**Dataset excerpts**

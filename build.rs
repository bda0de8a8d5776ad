fn main() {
    // The linker re-runs this binary as its error handling script; that mode exits here.
    let firmware = std::env::var("CARGO_CFG_TARGET_ARCH").is_ok_and(|arch| arch == "riscv32");
    linker_be_nice(firmware);

    // Load .env file for WiFi configuration
    load_env_config();

    // The portable core is also built for host tests; only the firmware needs linkall.x.
    if firmware {
        // make sure linkall.x is the last linker script (otherwise might cause problems with flip-link)
        println!("cargo:rustc-link-arg-bins=-Tlinkall.x");
    }
}

/// Load environment configuration from .env file
/// Environment variables take priority over .env file values
fn load_env_config() {
    use std::env;
    use std::path::Path;

    println!("cargo:rerun-if-changed=.env");
    println!("cargo:rerun-if-env-changed=WIFI_SSID");
    println!("cargo:rerun-if-env-changed=WIFI_PASSWORD");

    if Path::new(".env").exists() {
        match dotenvy::dotenv() {
            Ok(_) => println!("cargo:warning=Loaded .env file"),
            Err(e) => println!("cargo:warning=Failed to load .env file: {}", e),
        }
    }

    // Empty credentials still build; association then fails at boot and the firmware stops there.
    let wifi_ssid = env::var("WIFI_SSID").unwrap_or_default().trim().to_string();
    let wifi_password = env::var("WIFI_PASSWORD")
        .unwrap_or_default()
        .trim()
        .to_string();

    println!("cargo:rustc-env=WIFI_SSID={}", wifi_ssid);
    println!("cargo:rustc-env=WIFI_PASSWORD={}", wifi_password);

    if wifi_ssid.is_empty() {
        println!("cargo:warning=WIFI_SSID is empty - the board will refuse to start syncing");
    }
    if wifi_password.is_empty() {
        println!("cargo:warning=WIFI_PASSWORD is empty - connecting as an open network");
    }
}

fn linker_be_nice(firmware: bool) {
    let args: Vec<String> = std::env::args().collect();
    if args.len() > 1 {
        let kind = &args[1];
        let what = &args[2];

        match kind.as_str() {
            "undefined-symbol" => match what.as_str() {
                "_stack_start" => {
                    eprintln!();
                    eprintln!("💡 Is the linker script `linkall.x` missing?");
                    eprintln!();
                }
                "esp_wifi_preempt_enable"
                | "esp_wifi_preempt_yield_task"
                | "esp_wifi_preempt_task_create" => {
                    eprintln!();
                    eprintln!("💡 `esp-wifi` has no scheduler enabled. Make sure you have the `builtin-scheduler` feature enabled, or that you provide an external scheduler.");
                    eprintln!();
                }
                _ => (),
            },
            // we don't have anything helpful for "missing-lib" yet
            _ => {
                std::process::exit(1);
            }
        }

        std::process::exit(0);
    }

    if !firmware {
        return;
    }
    if let Ok(exe) = std::env::current_exe() {
        println!(
            "cargo:rustc-link-arg-bins=--error-handling-script={}",
            exe.display()
        );
    }
}
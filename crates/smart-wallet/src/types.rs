use alloy_primitives::U256;
use serde::{Deserialize, Serialize};

use crate::units::Quantity;

/// Decimals of every EVM chain's native currency.
pub const NATIVE_DECIMALS: u8 = 18;

/// Diagnostic data read from the factory contract itself.
#[derive(Debug, Clone, PartialEq, Eq, Serialize, Deserialize)]
pub struct WalletInfo {
    /// The template the factory clones; checksummed.
    pub model_account: String,
}

/// A sub-account as the factory's registry reports it.
#[derive(Debug, Clone, PartialEq, Eq, Serialize, Deserialize)]
pub struct AccountInfo {
    pub address: String,
    /// Whether the clone has been deployed.
    pub exists: bool,
    /// `0x` + 64 hex digits.
    pub salt: String,
}

/// An asset balance in the asset's smallest unit. No scaling is applied;
/// `decimals` is informational.
#[derive(Debug, Clone, Copy, PartialEq, Eq, Serialize, Deserialize)]
pub struct Balance {
    pub units: U256,
    pub decimals: u8,
}

/// Moves an asset out of a sub-account.
#[derive(Debug, Clone, PartialEq, Eq, Serialize, Deserialize)]
pub struct TransferRequest {
    pub recipient: String,
    /// Token contract, or `None`/the zero address for the native currency.
    pub asset: Option<String>,
    pub units: Quantity,
}

/// Swaps through a DEX router on behalf of a sub-account.
#[derive(Debug, Clone, PartialEq, Eq, Serialize, Deserialize)]
pub struct SwapRequest {
    /// Router-specific swap variant; opaque to the client.
    pub method: Quantity,
    pub router: String,
    pub units_in: Quantity,
    pub units_out_min: Quantity,
    /// Ordered asset addresses describing the route.
    pub path: Vec<String>,
    /// Recipient of the output asset.
    pub to: String,
}

/// A transaction the network has accepted but not necessarily mined.
#[derive(Debug, Clone, PartialEq, Eq, Serialize, Deserialize)]
pub struct PendingTransaction {
    pub hash: String,
    pub nonce: u64,
}
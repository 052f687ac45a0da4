use std::fmt;
use std::str::FromStr;
use std::sync::Arc;
use std::time::Duration;

use alloy_primitives::U256;
use chain_eth::address::{format_address, parse_address};
use chain_eth::create2::minimal_proxy_code_hash;
use secrecy::ExposeSecret;
use tracing::{debug, info, warn};

use crate::account::Account;
use crate::channel::{CallRequest, ChannelError, NetworkChannel, TransactionReceipt};
use crate::config::WalletConfig;
use crate::error::WalletError;
use crate::factory::{decode_model_account, FactoryCall};
use crate::index::AccountIndex;
use crate::options::TxOptions;
use crate::rpc::HttpChannel;
use crate::signer::Signer;
use crate::types::{PendingTransaction, WalletInfo};

/// Everything a [`WalletClient`] needs besides the factory address.
///
/// All three parts are required; they are optional here only so a missing
/// one is reported as a configuration error instead of a type error.
#[derive(Default)]
pub struct WalletOptions {
    pub signer: Option<Signer>,
    pub channel: Option<Arc<dyn NetworkChannel>>,
    pub model_account: Option<String>,
}

impl WalletOptions {
    pub fn new() -> Self {
        Self::default()
    }

    pub fn signer(mut self, signer: Signer) -> Self {
        self.signer = Some(signer);
        self
    }

    pub fn channel(mut self, channel: Arc<dyn NetworkChannel>) -> Self {
        self.channel = Some(channel);
        self
    }

    pub fn model_account(mut self, address: impl Into<String>) -> Self {
        self.model_account = Some(address.into());
        self
    }
}

/// Entry point bound to one deployed wallet factory.
///
/// Immutable after construction. Sub-accounts are derived with
/// [`account`](Self::account) and borrow the client.
pub struct WalletClient {
    signer: Signer,
    channel: Arc<dyn NetworkChannel>,
    factory: String,
    factory_bytes: [u8; 20],
    model_account: String,
    proxy_code_hash: [u8; 32],
}

impl WalletClient {
    pub fn new(factory_address: &str, options: WalletOptions) -> Result<Self, WalletError> {
        let signer = options
            .signer
            .ok_or_else(|| WalletError::Configuration("signing key is required".into()))?;
        let channel = options
            .channel
            .ok_or_else(|| WalletError::Configuration("network channel is required".into()))?;
        let model_account = options
            .model_account
            .ok_or_else(|| WalletError::Configuration("model account is required".into()))?;

        let factory_bytes = parse_config_address("factory address", factory_address)?;
        let model_bytes = parse_config_address("model account", &model_account)?;

        Ok(Self {
            signer,
            channel,
            factory: format_address(&factory_bytes),
            factory_bytes,
            model_account: format_address(&model_bytes),
            proxy_code_hash: minimal_proxy_code_hash(&model_bytes),
        })
    }

    /// Builds a client talking JSON-RPC to `config.provider_url`.
    pub fn from_config(config: &WalletConfig) -> Result<Self, WalletError> {
        let signer = Signer::from_hex(config.private_key.expose_secret())?;
        let channel = HttpChannel::new(config.provider_url.clone(), config.chain_id);

        Self::new(
            &config.factory_address,
            WalletOptions::new()
                .signer(signer)
                .channel(Arc::new(channel))
                .model_account(config.model_account.clone()),
        )
    }

    /// Reads the factory's own view of its configuration.
    pub async fn info(&self) -> Result<WalletInfo, WalletError> {
        let call = FactoryCall::ModelAccount;
        debug!(factory = %self.factory, %call, "factory read");

        let data = self.read(&self.factory, &call.encode()).await?;
        Ok(WalletInfo {
            model_account: decode_model_account(&data)?,
        })
    }

    /// Derives the sub-account at `index`. No network access.
    pub fn account(&self, index: impl Into<AccountIndex>) -> Account<'_> {
        Account::new(self, index.into())
    }

    /// Like [`account`](Self::account), parsing the index from decimal or
    /// `0x` hex text.
    pub fn try_account(&self, index: &str) -> Result<Account<'_>, WalletError> {
        Ok(self.account(AccountIndex::from_str(index)?))
    }

    pub fn factory_address(&self) -> &str {
        &self.factory
    }

    pub fn model_account(&self) -> &str {
        &self.model_account
    }

    pub fn signer_address(&self) -> &str {
        self.signer.address()
    }

    pub fn channel(&self) -> &Arc<dyn NetworkChannel> {
        &self.channel
    }

    /// Polls until `pending` is mined.
    ///
    /// There is no deadline; wrap the future in `tokio::time::timeout` to
    /// impose one.
    pub async fn wait_for_receipt(
        &self,
        pending: &PendingTransaction,
        poll_interval: Duration,
    ) -> Result<TransactionReceipt, WalletError> {
        loop {
            let receipt = self
                .channel
                .transaction_receipt(&pending.hash)
                .await
                .map_err(WalletError::Network)?;

            match receipt {
                Some(receipt) if receipt.success => return Ok(receipt),
                Some(receipt) => {
                    warn!(
                        hash = %receipt.transaction_hash,
                        block = receipt.block_number,
                        "transaction reverted"
                    );
                    return Err(WalletError::Reverted {
                        hash: receipt.transaction_hash,
                    });
                }
                None => tokio::time::sleep(poll_interval).await,
            }
        }
    }

    pub(crate) fn factory_bytes(&self) -> &[u8; 20] {
        &self.factory_bytes
    }

    pub(crate) fn proxy_code_hash(&self) -> &[u8; 32] {
        &self.proxy_code_hash
    }

    /// Read-only call; failures are [`WalletError::Network`].
    pub(crate) async fn read(&self, to: &str, data: &[u8]) -> Result<Vec<u8>, WalletError> {
        self.channel
            .call(to, data)
            .await
            .map_err(WalletError::Network)
    }

    /// Signs `call` as a transaction to the factory and hands it to the
    /// channel. Returns as soon as the node accepts it.
    ///
    /// `options` go to [`NetworkChannel::fill_transaction`] as given.
    pub(crate) async fn submit(
        &self,
        call: &FactoryCall,
        options: &TxOptions,
    ) -> Result<PendingTransaction, WalletError> {
        if !call.is_write() {
            return Err(WalletError::Encoding(format!(
                "{} is a read, not a transaction",
                call.signature()
            )));
        }
        debug!(factory = %self.factory, %call, "factory write");

        let request = CallRequest {
            from: self.signer.address().to_string(),
            to: self.factory.clone(),
            data: call.encode(),
            value: U256::ZERO,
        };

        let tx = self
            .channel
            .fill_transaction(&request, options)
            .await
            .map_err(submission_error)?;
        let signed = self.signer.sign(&tx)?;

        let hash = self
            .channel
            .send_raw_transaction(&signed.raw_tx)
            .await
            .map_err(WalletError::Submission)?;

        if !hash.eq_ignore_ascii_case(&signed.tx_hash) {
            warn!(reported = %hash, computed = %signed.tx_hash, "node reported a different hash");
        }
        info!(
            %hash,
            nonce = tx.nonce,
            gas_limit = tx.gas_limit,
            legacy = tx.is_legacy(),
            "transaction accepted"
        );

        Ok(PendingTransaction {
            hash,
            nonce: tx.nonce,
        })
    }
}

impl fmt::Debug for WalletClient {
    fn fmt(&self, f: &mut fmt::Formatter<'_>) -> fmt::Result {
        f.debug_struct("WalletClient")
            .field("factory", &self.factory)
            .field("model_account", &self.model_account)
            .field("signer", &self.signer)
            .finish_non_exhaustive()
    }
}

fn submission_error(error: ChannelError) -> WalletError {
    match error {
        ChannelError::InvalidOptions(message) => WalletError::InvalidOptions(message),
        other => WalletError::Submission(other),
    }
}

fn parse_config_address(what: &str, address: &str) -> Result<[u8; 20], WalletError> {
    parse_address(address).map_err(|e| WalletError::Configuration(format!("{what}: {e}")))
}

**Exercise instructions**
Filter the data above by the word "asset" and copy every line that matches.

**Answer space**
/// An asset balance in the asset's smallest unit. No scaling is applied;
/// Moves an asset out of a sub-account.
    pub asset: Option<String>,
    /// Ordered asset addresses describing the route.
    /// Recipient of the output asset.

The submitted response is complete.